Governor Gavin Newsom said Monday he was speaking as a victimized business owner himself when he made comments about last weekend's swarm of organized smash-and-grab robberies around the Bay.
The governor was at a vaccine clinic in the Mission District of San Francisco today, at an event to encourage more Latinx people to get their shots and get boosters if they got their shots early this year.
And when asked about the spate of group-attack robberies seen in Union Square, Walnut Creek, Hayward and elsewhere over the weekend, as KPIX reports, Newsom said, "We want real accountability. We want people prosecuted and we want people to feel safe this holiday season."
Newsom said there would be heightened CHP patrols in highly trafficked areas near holiday shopping destinations, and there would be increased patrols especially on Interstate 680 and state Highway 4 in the Bay Area. He also suggested that increased police presence in shopping districts was something that mayors needed to "step up" and take care of, in addition to making sure organized groups of thieves were prosecuted.
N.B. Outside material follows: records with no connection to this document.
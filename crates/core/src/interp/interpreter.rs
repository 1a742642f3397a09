//! The operator interpreter.
//!
//! A single forward pass over the operator sequence, carrying one
//! accumulator block. BT resets the accumulator, ET commits a snapshot of
//! it, and everything in between appends text or repositions the block.
//! The pass is total: any operator it cannot represent faithfully aborts
//! the extraction with no partial output.

use crate::error::{ExtractError, Result};
use crate::font::encoding::EncodingTable;
use crate::font::pdffont::{Font, FontMap, SimpleEncoding};
use crate::model::text::TextBlock;
use crate::parser::content::Operator;

/// Run the interpreter over a page's operators.
///
/// Returns one block per ET, in stream order. Text shown before the first
/// BT accumulates into a block positioned at the origin; it is only
/// emitted if an ET arrives before any BT.
pub fn extract_text_blocks(
    operators: &[Operator],
    fonts: &FontMap,
    encoding: &EncodingTable,
) -> Result<Vec<TextBlock>> {
    let mut blocks = Vec::new();
    let mut current = TextBlock::default();

    for op in operators {
        match op {
            Operator::BeginText => current = TextBlock::default(),
            Operator::EndText => blocks.push(current.clone()),
            Operator::SetTextMatrix(m) => {
                // Output coordinates deliberately swap the translation
                // components: x comes from f, y from e. Downstream
                // consumers were built around this orientation.
                current.x = m[5];
                current.y = m[4];
            }
            Operator::SetFont { font, .. } => check_font(fonts, font)?,
            Operator::ShowText(bytes) => {
                // Raw bytes carried through as-is (one char per byte);
                // code-to-character mapping applies only to TJ runs.
                current.text.extend(bytes.iter().map(|&b| b as char));
            }
            Operator::ShowSpacedText(runs) => {
                for run in runs {
                    for &code in &run.codes {
                        current.text.push(encoding.decode(code));
                    }
                }
            }
            Operator::TextMove(..) => current.text.push(' '),
            Operator::TextNextLine => current.text.push('\n'),
            Operator::MoveShowText(_) => {
                return Err(ExtractError::UnsupportedOperator("'"));
            }
            Operator::MoveSetShowText { .. } => {
                return Err(ExtractError::UnsupportedOperator("\""));
            }
            Operator::ShowSpaceGlyph => {
                return Err(ExtractError::UnsupportedOperator("glyph-indexed show"));
            }
            // TD adjusts leading for operators we already reject, and the
            // rest of the grammar has no effect on block text.
            Operator::TextMoveSetLeading(..) | Operator::Other(_) => {}
        }
    }

    Ok(blocks)
}

/// Font selection is where unsupported text is refused: anything other
/// than a simple font declaring WinAnsiEncoding would make the byte-level
/// decode above wrong, so it aborts the pass.
fn check_font(fonts: &FontMap, name: &str) -> Result<()> {
    match fonts.get(name) {
        None => Err(ExtractError::UnsupportedFont(format!(
            "font {name} not present in page resources"
        ))),
        Some(Font::Composite { basefont }) => Err(ExtractError::UnsupportedFont(format!(
            "composite font {}",
            basefont.as_deref().unwrap_or(name)
        ))),
        Some(Font::Simple(simple)) => {
            if simple.encoding == Some(SimpleEncoding::WinAnsi) {
                Ok(())
            } else {
                Err(ExtractError::UnsupportedFont(format!(
                    "font {} does not use WinAnsiEncoding",
                    simple.basefont.as_deref().unwrap_or(name)
                )))
            }
        }
    }
}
"I’m not the mayor of California. But I was a mayor. And I know when things like this happen, mayors have to step up," Newsom said. And lest he be thought of as pointing fingers, he added, "That’s not an indictment. That’s not a cheap shot."
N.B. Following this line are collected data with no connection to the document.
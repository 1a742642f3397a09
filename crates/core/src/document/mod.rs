//! Document structure: xref loading, object retrieval, stream decoding,
//! page tree traversal.

pub mod catalog;
pub mod page;

pub use catalog::PDFDocument;
pub use page::{PDFPage, collect_pages};
//! Font dictionaries, reduced to what extraction needs to know: whether a
//! font is simple or composite, and which base encoding it declares.

use crate::document::catalog::PDFDocument;
use crate::error::Result;
use crate::model::objects::PDFObject;
use std::collections::HashMap;

/// Base encodings a simple font can declare.
#[derive(Debug, Clone, Copy, PartialEq, Eq)]
pub enum SimpleEncoding {
    Standard,
    MacRoman,
    MacExpert,
    WinAnsi,
}

impl SimpleEncoding {
    fn from_name(name: &str) -> Option<Self> {
        match name {
            "StandardEncoding" => Some(Self::Standard),
            "MacRomanEncoding" => Some(Self::MacRoman),
            "MacExpertEncoding" => Some(Self::MacExpert),
            "WinAnsiEncoding" => Some(Self::WinAnsi),
            _ => None,
        }
    }
}

/// A simple (single-byte) font.
///
/// `encoding` is None when the font relies on its built-in encoding, names
/// an encoding we do not model, or customizes the table with /Differences.
/// All of those are indistinguishable for our purposes: the code-to-char
/// mapping is not the plain WinAnsi table, so the font is unusable.
#[derive(Debug, Clone, PartialEq)]
pub struct SimpleFont {
    pub basefont: Option<String>,
    pub encoding: Option<SimpleEncoding>,
}

/// A font resource.
#[derive(Debug, Clone, PartialEq)]
pub enum Font {
    Simple(SimpleFont),
    /// Type0 composite font. Carried so selection can report what it
    /// refused.
    Composite { basefont: Option<String> },
}

/// The page's font resources, keyed by the names used in Tf operands.
#[derive(Debug, Clone, Default)]
pub struct FontMap {
    fonts: HashMap<String, Font>,
}

impl FontMap {
    pub fn new() -> Self {
        Self::default()
    }

    /// Build the map from a page's resource dictionary.
    ///
    /// A missing /Font entry yields an empty map; any Tf against it then
    /// fails at selection time rather than here.
    pub fn from_resources(
        doc: &PDFDocument,
        resources: &HashMap<String, PDFObject>,
    ) -> Result<Self> {
        let mut fonts = HashMap::new();
        if let PDFObject::Dict(font_dict) = doc.resolve_entry(resources, "Font")? {
            for (name, value) in &font_dict {
                if let PDFObject::Dict(attrs) = doc.resolve(value)? {
                    fonts.insert(name.clone(), parse_font(doc, &attrs)?);
                }
            }
        }
        Ok(Self { fonts })
    }

    pub fn get(&self, name: &str) -> Option<&Font> {
        self.fonts.get(name)
    }

    pub fn insert(&mut self, name: impl Into<String>, font: Font) {
        self.fonts.insert(name.into(), font);
    }
}

fn parse_font(doc: &PDFDocument, attrs: &HashMap<String, PDFObject>) -> Result<Font> {
    let basefont = attrs
        .get("BaseFont")
        .and_then(|b| b.as_name().ok())
        .map(str::to_string);

    let subtype = attrs.get("Subtype").and_then(|s| s.as_name().ok());
    if subtype == Some("Type0") {
        return Ok(Font::Composite { basefont });
    }

    let encoding = match doc.resolve_entry(attrs, "Encoding")? {
        PDFObject::Name(name) => SimpleEncoding::from_name(&name),
        PDFObject::Dict(enc) => {
            if enc.contains_key("Differences") {
                // A patched table is no longer the base encoding.
                None
            } else {
                match doc.resolve_entry(&enc, "BaseEncoding")? {
                    PDFObject::Name(name) => SimpleEncoding::from_name(&name),
                    _ => None,
                }
            }
        }
        _ => None,
    };

    Ok(Font::Simple(SimpleFont { basefont, encoding }))
}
Newsom also said he "no sympathy" for smash-and-grab robbers, calling these incidents "crimes of opportunity, but they’re very well organized. And they need to be held to account."
Newsom's own PlumpJack wine shop in Cow Hollow has been hit at least three times by thieves in the last year, including an attempted burglary in July that was said to be the fourth such attempt at the time.
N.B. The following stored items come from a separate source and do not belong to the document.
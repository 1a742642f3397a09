//! Interpreter tests: operator sequences in, text blocks out.

use folio_core::font::encoding::win_ansi;
use folio_core::font::pdffont::{Font, FontMap, SimpleEncoding, SimpleFont};
use folio_core::parser::content::{Operator, SpacedRun};
use folio_core::{ExtractError, TextBlock, extract_text_blocks};

fn winansi_fonts() -> FontMap {
    let mut fonts = FontMap::new();
    fonts.insert(
        "F1",
        Font::Simple(SimpleFont {
            basefont: Some("Helvetica".into()),
            encoding: Some(SimpleEncoding::WinAnsi),
        }),
    );
    fonts
}

fn run(ops: &[Operator]) -> Result<Vec<TextBlock>, ExtractError> {
    extract_text_blocks(ops, &winansi_fonts(), win_ansi())
}

#[test]
fn test_single_block_with_position() {
    let blocks = run(&[
        Operator::BeginText,
        Operator::SetTextMatrix([1.0, 0.0, 0.0, 1.0, 100.0, 200.0]),
        Operator::ShowText(b"Hi".to_vec()),
        Operator::EndText,
    ])
    .unwrap();
    assert_eq!(blocks, vec![TextBlock::new(200.0, 100.0, "Hi")]);
}

#[test]
fn test_last_matrix_wins() {
    let blocks = run(&[
        Operator::BeginText,
        Operator::SetTextMatrix([1.0, 0.0, 0.0, 1.0, 1.0, 2.0]),
        Operator::ShowText(b"a".to_vec()),
        Operator::SetTextMatrix([1.0, 0.0, 0.0, 1.0, 30.0, 40.0]),
        Operator::ShowText(b"b".to_vec()),
        Operator::EndText,
    ])
    .unwrap();
    assert_eq!(blocks, vec![TextBlock::new(40.0, 30.0, "ab")]);
}

#[test]
fn test_text_move_becomes_space() {
    let blocks = run(&[
        Operator::BeginText,
        Operator::ShowText(b"A".to_vec()),
        Operator::TextMove(10.0, 0.0),
        Operator::ShowText(b"B".to_vec()),
        Operator::EndText,
    ])
    .unwrap();
    assert_eq!(blocks[0].text, "A B");
}

#[test]
fn test_next_line_becomes_newline() {
    let blocks = run(&[
        Operator::BeginText,
        Operator::ShowText(b"line1".to_vec()),
        Operator::TextNextLine,
        Operator::ShowText(b"line2".to_vec()),
        Operator::EndText,
    ])
    .unwrap();
    assert_eq!(blocks[0].text, "line1\nline2");
}

#[test]
fn test_empty_block_still_emitted() {
    let blocks = run(&[
        Operator::BeginText,
        Operator::EndText,
        Operator::BeginText,
        Operator::ShowText(b"x".to_vec()),
        Operator::EndText,
    ])
    .unwrap();
    assert_eq!(blocks.len(), 2);
    assert_eq!(blocks[0], TextBlock::new(0.0, 0.0, ""));
    assert_eq!(blocks[1].text, "x");
}

#[test]
fn test_begin_text_discards_uncommitted_block() {
    let blocks = run(&[
        Operator::BeginText,
        Operator::SetTextMatrix([1.0, 0.0, 0.0, 1.0, 9.0, 9.0]),
        Operator::ShowText(b"lost".to_vec()),
        Operator::BeginText,
        Operator::ShowText(b"kept".to_vec()),
        Operator::EndText,
    ])
    .unwrap();
    assert_eq!(blocks, vec![TextBlock::new(0.0, 0.0, "kept")]);
}

#[test]
fn test_uncommitted_tail_not_emitted() {
    let blocks = run(&[
        Operator::BeginText,
        Operator::ShowText(b"a".to_vec()),
        Operator::EndText,
        Operator::BeginText,
        Operator::ShowText(b"dangling".to_vec()),
    ])
    .unwrap();
    assert_eq!(blocks.len(), 1);
    assert_eq!(blocks[0].text, "a");
}

#[test]
fn test_blocks_in_stream_order() {
    let blocks = run(&[
        Operator::BeginText,
        Operator::SetTextMatrix([1.0, 0.0, 0.0, 1.0, 0.0, 1.0]),
        Operator::ShowText(b"first".to_vec()),
        Operator::EndText,
        Operator::BeginText,
        Operator::SetTextMatrix([1.0, 0.0, 0.0, 1.0, 0.0, 2.0]),
        Operator::ShowText(b"second".to_vec()),
        Operator::EndText,
    ])
    .unwrap();
    assert_eq!(blocks[0].text, "first");
    assert_eq!(blocks[1].text, "second");
}

#[test]
fn test_spaced_text_decodes_through_encoding() {
    let blocks = run(&[
        Operator::BeginText,
        Operator::ShowSpacedText(vec![
            SpacedRun {
                codes: vec![0x48, 0x92],
                adjust: -250.0,
            },
            SpacedRun {
                codes: vec![0xE9],
                adjust: 0.0,
            },
        ]),
        Operator::EndText,
    ])
    .unwrap();
    // Adjustments change spacing, not text content.
    assert_eq!(blocks[0].text, "H\u{2019}é");
}

#[test]
fn test_show_text_carries_bytes_verbatim() {
    let blocks = run(&[
        Operator::BeginText,
        Operator::ShowText(vec![0x48, 0xE9]),
        Operator::EndText,
    ])
    .unwrap();
    assert_eq!(blocks[0].text, "H\u{E9}");
}

#[test]
fn test_leading_and_graphics_operators_ignored() {
    let blocks = run(&[
        Operator::BeginText,
        Operator::TextMoveSetLeading(0.0, -14.0),
        Operator::Other(folio_core::parser::lexer::Keyword::Cm),
        Operator::ShowText(b"x".to_vec()),
        Operator::EndText,
    ])
    .unwrap();
    assert_eq!(blocks[0].text, "x");
}

#[test]
fn test_winansi_font_selection_accepted() {
    let blocks = run(&[
        Operator::BeginText,
        Operator::SetFont {
            font: "F1".into(),
            size: 12.0,
        },
        Operator::ShowText(b"ok".to_vec()),
        Operator::EndText,
    ])
    .unwrap();
    assert_eq!(blocks[0].text, "ok");
}

#[test]
fn test_composite_font_rejected() {
    let mut fonts = winansi_fonts();
    fonts.insert(
        "F2",
        Font::Composite {
            basefont: Some("Noto-Identity-H".into()),
        },
    );
    let err = extract_text_blocks(
        &[
            Operator::BeginText,
            Operator::SetFont {
                font: "F2".into(),
                size: 10.0,
            },
            Operator::EndText,
        ],
        &fonts,
        win_ansi(),
    )
    .unwrap_err();
    assert!(matches!(err, ExtractError::UnsupportedFont(_)));
}

#[test]
fn test_non_winansi_simple_font_rejected() {
    let mut fonts = FontMap::new();
    fonts.insert(
        "F1",
        Font::Simple(SimpleFont {
            basefont: None,
            encoding: Some(SimpleEncoding::MacRoman),
        }),
    );
    let err = extract_text_blocks(
        &[Operator::SetFont {
            font: "F1".into(),
            size: 8.0,
        }],
        &fonts,
        win_ansi(),
    )
    .unwrap_err();
    assert!(matches!(err, ExtractError::UnsupportedFont(_)));
}

#[test]
fn test_missing_font_rejected() {
    let err = run(&[Operator::SetFont {
        font: "F9".into(),
        size: 8.0,
    }])
    .unwrap_err();
    assert!(matches!(err, ExtractError::UnsupportedFont(_)));
}

#[test]
fn test_move_show_operators_abort() {
    for op in [
        Operator::MoveShowText(b"x".to_vec()),
        Operator::MoveSetShowText {
            word_space: 1.0,
            char_space: 1.0,
            text: b"x".to_vec(),
        },
        Operator::ShowSpaceGlyph,
    ] {
        let err = run(&[Operator::BeginText, op]).unwrap_err();
        assert!(matches!(err, ExtractError::UnsupportedOperator(_)));
    }
}

#[test]
fn test_error_discards_committed_blocks() {
    // A block was already committed, but the later failure still makes
    // the whole pass return nothing.
    let result = run(&[
        Operator::BeginText,
        Operator::ShowText(b"done".to_vec()),
        Operator::EndText,
        Operator::BeginText,
        Operator::MoveShowText(b"x".to_vec()),
    ]);
    assert!(result.is_err());
}

#[test]
fn test_empty_input() {
    assert!(run(&[]).unwrap().is_empty());
}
As of Saturday, the SFPD said it had arrested eight young adult suspects in connection with the brazen Friday crime spree in and around Union Square. And the department said car traffic through Union Square would be substantially limited during this holiday season, so that brazen thefts like these, which require quick getaways, can't occur.
District Attorney Chesa Boudin, who is facing a recall election next year and whose critics have cast him as being soft on property crime, was quick to denounce these organized burglaries, and said incidents like Friday's "must never happen again."
"These crimes are happening around the Bay and across the country," Boudin said on Twitter. "I stand in partnership with our local, regional, state, and federal partners as we work together to do whatever it takes to keep you safe."
Boudin added that his "organized retail theft taskforce is proactively leading more than half a dozen multi-agency investigations to dismantle fencing operations that make crime profitable." That task force also made possible the 128 charges last week against one woman who allegedly repeatedly stole from the Stonestown Target store.